Translation:Are there any stores around here?

April 13, 2018



why is tienda singular, but stores is plural ?


It literally translates to "Is there any store around here?" In cases where the speaker is asking about if there is an unspecified amount of something, it is always singular.


Bryce, that was an incredibly useful explaination. Muchos gracias por su ayuda.


No doubt, Buddy. Thanks. That was the most concise explanation ever on DL.


Thanks, have 100 lingots.


Wow blackbaordideas that was awfully nice of you to give so many lingots! While I am not rich with lingots I would like to throw some your way.
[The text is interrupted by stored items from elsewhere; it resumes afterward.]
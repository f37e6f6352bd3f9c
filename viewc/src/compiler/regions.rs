//! Finding and replacing delimited regions in template text.
use std::ops::Range;

use crate::compiler::scan::find_region_end;
use crate::error::{line_of, Error, ErrorKind};
use crate::settings::Settings;
use crate::syntax::{StartMarker, Syntax};

/// The byte ranges of `<pre>` elements.  Interpolations inside them are
/// left alone.
pub(crate) fn pre_ranges(source: &str) -> Vec<Range<usize>> {
    let lower = source.to_ascii_lowercase();
    let mut rv = Vec::new();
    let mut pos = 0;
    while let Some(idx) = lower[pos..].find("<pre").map(|x| x + pos) {
        let after = lower.as_bytes().get(idx + 4).copied();
        if !matches!(after, Some(b'>') | Some(b'/'))
            && !after.map_or(false, |c| c.is_ascii_whitespace())
        {
            pos = idx + 4;
            continue;
        }
        let end = lower[idx..]
            .find("</pre>")
            .map_or(source.len(), |x| idx + x + 6);
        rv.push(idx..end);
        pos = end;
    }
    rv
}

/// Finds the next region start at or after `pos`.
fn next_start(
    source: &str,
    pos: usize,
    syntax: &Syntax,
    kinds: &[StartMarker],
    pre: &[Range<usize>],
) -> Option<(usize, StartMarker)> {
    let mut best: Option<(usize, StartMarker)> = None;
    for &kind in kinds {
        let marker = syntax.delimiters(kind).0;
        let mut from = pos;
        while let Some(idx) = source[from..].find(marker).map(|x| x + from) {
            if best.map_or(false, |(best_idx, _)| best_idx < idx) {
                break;
            }
            if kind == StartMarker::Variable {
                if let Some(range) = pre.iter().find(|x| x.contains(&idx)) {
                    from = range.end;
                    continue;
                }
            }
            if syntax.is_shadowed(kind, &source[idx..]) {
                from = idx + marker.len();
                continue;
            }
            best = Some((idx, kind));
            break;
        }
    }
    best
}

/// Walks all regions of the given kinds in `source` and replaces them with
/// what `compile_region` returns for their body.
///
/// `Ok(None)` from the callback copies the region through as it is.  A
/// failing region either aborts the walk (strict) or is copied through from
/// its start delimiter on, in which case the walk continues right after the
/// start delimiter.
pub(crate) fn rewrite_regions<F>(
    source: &str,
    settings: &Settings,
    name: Option<&str>,
    kinds: &[StartMarker],
    mut compile_region: F,
) -> Result<String, Error>
where
    F: FnMut(StartMarker, &str) -> Result<Option<String>, Error>,
{
    let syntax = settings.syntax();
    // an empty start delimiter would match forever without advancing
    ok!(syntax.check_delimiters());
    let pre = if kinds.contains(&StartMarker::Variable) {
        pre_ranges(source)
    } else {
        Vec::new()
    };
    let mut out = String::with_capacity(source.len());
    let mut pos = 0;

    while let Some((start, kind)) = next_start(source, pos, syntax, kinds, &pre) {
        let (open, close) = syntax.delimiters(kind);
        let body_start = start + open.len();
        let rv = find_end(source, body_start, kind, close).and_then(|end| {
            compile_region(kind, &source[body_start..end])
                .map(|code| (end + close.len(), code))
                .map_err(|err| err.at_offset(start))
        });

        match rv {
            Ok((end, code)) => {
                out.push_str(&source[pos..start]);
                out.push_str(code.as_deref().unwrap_or(&source[start..end]));
                pos = end;
            }
            Err(err) if settings.is_strict() => return Err(err),
            Err(err) => {
                log::warn!(
                    "{}:{}: {}, region left unrewritten",
                    name.unwrap_or("<string>"),
                    line_of(source, err.offset().unwrap_or(start)),
                    err
                );
                out.push_str(&source[pos..body_start]);
                pos = body_start;
            }
        }
    }

    out.push_str(&source[pos..]);
    Ok(out)
}

fn find_end(
    source: &str,
    body_start: usize,
    kind: StartMarker,
    close: &str,
) -> Result<usize, Error> {
    if kind != StartMarker::Comment {
        return find_region_end(source, body_start, close);
    }
    // comments are free text, nothing in them nests
    source[body_start..]
        .find(close)
        .map(|x| x + body_start)
        .ok_or_else(|| {
            Error::new(ErrorKind::UnterminatedRegion, format!("missing `{close}`"))
                .with_offset(body_start)
        })
}
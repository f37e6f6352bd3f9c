//! The operations of the rendering context.
//!
//! Compiled templates run as methods of a view object.  Calls to the names in
//! this module are bound to that object (`url('home')` becomes
//! `$this->url('home')`), everything else is a free function call.

macro_rules! context_functions {
    ($($variant:ident => $name:literal, $method:literal, $markup:literal;)*) => {
        /// A function that is invoked on the current rendering context.
        #[derive(Debug, Copy, Clone, PartialEq, Eq, Hash)]
        pub enum ContextFunction {
            $(
                #[doc = concat!("`", $name, "(...)`, compiled to `$this->", $method, "(...)`.")]
                $variant,
            )*
        }

        impl ContextFunction {
            /// All context functions.
            pub const ALL: &'static [ContextFunction] = &[$(ContextFunction::$variant,)*];

            /// Looks up a context function by its template name.
            pub fn from_name(name: &str) -> Option<ContextFunction> {
                match name {
                    $($name => Some(ContextFunction::$variant),)*
                    _ => None,
                }
            }

            /// The name templates use.
            pub fn name(self) -> &'static str {
                match self {
                    $(ContextFunction::$variant => $name,)*
                }
            }

            /// The method name on the rendering context.
            pub fn method(self) -> &'static str {
                match self {
                    $(ContextFunction::$variant => $method,)*
                }
            }

            /// Returns `true` if the method returns markup that must not be
            /// escaped again.
            pub fn returns_markup(self) -> bool {
                match self {
                    $(ContextFunction::$variant => $markup,)*
                }
            }
        }
    };
}

context_functions! {
    Url => "url", "url", false;
    Route => "route", "route", false;
    Asset => "asset", "asset", false;
    CsrfField => "csrf_field", "csrfField", true;
    CsrfToken => "csrf_token", "csrfToken", false;
    MethodField => "method_field", "methodField", true;
    Flash => "flash", "flash", false;
    Old => "old", "old", false;
    Errors => "errors", "errors", false;
    Section => "section", "section", true;
    StartSection => "start_section", "startSection", false;
    EndSection => "end_section", "endSection", false;
    Extend => "extend", "extend", false;
    Include => "include", "include", true;
    Request => "request", "request", false;
    Session => "session", "session", false;
    Auth => "auth", "auth", false;
    User => "user", "user", false;
    Config => "config", "config", false;
    Trans => "trans", "trans", false;
}

impl ContextFunction {
    /// Renders a call of this function with already compiled arguments.
    pub fn call(self, args: &str) -> String {
        format!("$this->{}({})", self.method(), args)
    }
}

/// The reserved root of the application accessors (`app.user`).
pub const APP_ROOT: &str = "app";

/// Properties of [`APP_ROOT`] that are rewritten to accessor calls.  Sorted.
pub const APP_PROPERTIES: &[&str] = &[
    "auth", "config", "debug", "env", "locale", "name", "request", "session", "url", "user",
    "version",
];

/// Returns the accessor call for `app.<property>` if `property` is known.
pub fn app_accessor(property: &str) -> Option<String> {
    APP_PROPERTIES
        .binary_search(&property)
        .ok()
        .map(|_| format!("$this->app()->{property}()"))
}

/// The escaping call wrapped around interpolated values.
pub fn escape_call(code: &str) -> String {
    format!("$this->escape({code})")
}

#[cfg(test)]
mod tests {
    use super::*;

    #[test]
    fn test_lookup_round_trip() {
        for func in ContextFunction::ALL {
            assert_eq!(ContextFunction::from_name(func.name()), Some(*func));
        }
        assert_eq!(ContextFunction::from_name("strtoupper"), None);
    }

    #[test]
    fn test_markup_functions() {
        let markup: Vec<_> = ContextFunction::ALL
            .iter()
            .filter(|x| x.returns_markup())
            .map(|x| x.name())
            .collect();
        assert_eq!(markup, ["csrf_field", "method_field", "section", "include"]);
    }

    #[test]
    fn test_call() {
        assert_eq!(
            ContextFunction::CsrfField.call(""),
            "$this->csrfField()"
        );
        assert_eq!(
            ContextFunction::Url.call("'home'"),
            "$this->url('home')"
        );
    }

    #[test]
    fn test_app_accessor() {
        let mut sorted = APP_PROPERTIES.to_vec();
        sorted.sort_unstable();
        assert_eq!(sorted, APP_PROPERTIES);
        assert_eq!(
            app_accessor("user").as_deref(),
            Some("$this->app()->user()")
        );
        assert_eq!(app_accessor("path"), None);
    }
}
Here’s five for being so generous and five because you may now be poor lol


However, if I was looking for a particular type of store, say a hardware store, I would ask "Is there any store around here?" This would be perfectly acceptable English, but I was marked wrong with this literal translation. Not fair!


Duo does accept "Is there any store around here?" now (8 May 2019). Thanks if you reported!

EDIT: But, after going further in this lesson (Travel 5), I think Duo wants us to learn that this kind of question is asked one way in Spanish (alguna tienda) and--usually--another in English (any stores). I now think my first translation of this sentence inappropriately forced the Spanish into the English pattern. 15 May 2019


I wrote 'Is there any store around here?' and it was not accepted (1/1/20)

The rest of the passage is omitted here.